■ **PROBLEM TO SOLVE**
Your job is to set down the stretch of entries that opens with the line containing "#[derive(Debug, Clone, PartialEq, Eq, thiserror::Error)]" and closes with the line containing "impl fmt::Display for RecordId". Keep both end lines, copy each exactly, and add nothing.
START SOURCE MATERIAL
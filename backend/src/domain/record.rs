//! Shared record vocabulary: kinds, identifiers, and the per-kind schema
//! contract implemented by [`crate::domain::Item`] and
//! [`crate::domain::User`].

use std::fmt;

use serde::{Deserialize, Serialize};
use uuid::Uuid;

use super::schema::SchemaViolation;

/// Entity type a record belongs to.
#[derive(Debug, Clone, Copy, PartialEq, Eq, Hash)]
pub enum Kind {
    Item,
    User,
}

impl Kind {
    /// Display name used in client-facing messages.
    pub fn name(self) -> &'static str {
        match self {
            Self::Item => "Item",
            Self::User => "User",
        }
    }
}

impl fmt::Display for Kind {
    fn fmt(&self, f: &mut fmt::Formatter<'_>) -> fmt::Result {
        f.write_str(self.name())
    }
}

/// Malformed identifier text.
#[derive(Debug, Clone, PartialEq, Eq, thiserror::Error)]
#[error("invalid record id {value:?}: expected a UUID")]
pub struct InvalidRecordId {
    value: String,
}

/// System-generated, immutable record identifier.
///
/// # Examples
/// ```
/// use crud_backend::domain::RecordId;
///
/// let id = RecordId::parse("3fa85f64-5717-4562-b3fc-2c963f66afa6").expect("uuid");
/// assert_eq!(id.to_string(), "3fa85f64-5717-4562-b3fc-2c963f66afa6");
/// assert!(RecordId::parse("42").is_err());
/// ```
#[derive(Debug, Clone, Copy, PartialEq, Eq, Hash, Serialize, Deserialize)]
#[serde(transparent)]
pub struct RecordId(Uuid);

impl RecordId {
    /// Generate a new random identifier.
    pub fn random() -> Self {
        Self(Uuid::new_v4())
    }

    /// Parse the textual form received in request paths.
    pub fn parse(value: &str) -> Result<Self, InvalidRecordId> {
        Uuid::parse_str(value).map(Self).map_err(|_| InvalidRecordId {
            value: value.to_owned(),
        })
    }

    /// Wrap an identifier read back from storage.
    pub fn from_uuid(uuid: Uuid) -> Self {
        Self(uuid)
    }

    /// Access the underlying UUID.
    pub fn as_uuid(&self) -> &Uuid {
        &self.0
    }
}

impl fmt::Display for RecordId {
    fn fmt(&self, f: &mut fmt::Formatter<'_>) -> fmt::Result {
        write!(f, "{}", self.0)
    }
}

/// Schema contract for a stored entity kind.
///
/// `Draft` and `Patch` carry unvalidated client fields; validation turns them
/// into `New` and `Changes`, which are the only shapes the storage port ever
/// receives.
pub trait Record: Clone + Send + Sync + 'static {
    /// Kind tag used in messages.
    const KIND: Kind;

    /// Fields submitted on create.
    type Draft: Send + 'static;
    /// Validated create fields.
    type New: Send + 'static;
    /// Fields submitted on update.
    type Patch: Send + 'static;
    /// Validated update fields; `None` members leave stored values untouched.
    type Changes: Send + Sync + 'static;

    /// Check the full required-field set and apply default values.
    fn validate_draft(draft: Self::Draft) -> Result<Self::New, SchemaViolation>;

    /// Check that a patch leaves every required field populated once merged.
    fn validate_patch(patch: Self::Patch) -> Result<Self::Changes, SchemaViolation>;

    /// Build the record persisted on create.
    fn assemble(id: RecordId, new: Self::New) -> Self;

    /// Merge validated changes into the record.
    fn apply(&mut self, changes: &Self::Changes);

    /// Identifier of the record.
    fn id(&self) -> &RecordId;
}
END SOURCE MATERIAL
■ **WORKED SOLUTION**
#[derive(Debug, Clone, PartialEq, Eq, thiserror::Error)]
#[error("invalid record id {value:?}: expected a UUID")]
pub struct InvalidRecordId {
    value: String,
}

/// System-generated, immutable record identifier.
///
/// # Examples
/// ```
/// use crud_backend::domain::RecordId;
///
/// let id = RecordId::parse("3fa85f64-5717-4562-b3fc-2c963f66afa6").expect("uuid");
/// assert_eq!(id.to_string(), "3fa85f64-5717-4562-b3fc-2c963f66afa6");
/// assert!(RecordId::parse("42").is_err());
/// ```
#[derive(Debug, Clone, Copy, PartialEq, Eq, Hash, Serialize, Deserialize)]
#[serde(transparent)]
pub struct RecordId(Uuid);

impl RecordId {
    /// Generate a new random identifier.
    pub fn random() -> Self {
        Self(Uuid::new_v4())
    }

    /// Parse the textual form received in request paths.
    pub fn parse(value: &str) -> Result<Self, InvalidRecordId> {
        Uuid::parse_str(value).map(Self).map_err(|_| InvalidRecordId {
            value: value.to_owned(),
        })
    }

    /// Wrap an identifier read back from storage.
    pub fn from_uuid(uuid: Uuid) -> Self {
        Self(uuid)
    }

    /// Access the underlying UUID.
    pub fn as_uuid(&self) -> &Uuid {
        &self.0
    }
}

impl fmt::Display for RecordId {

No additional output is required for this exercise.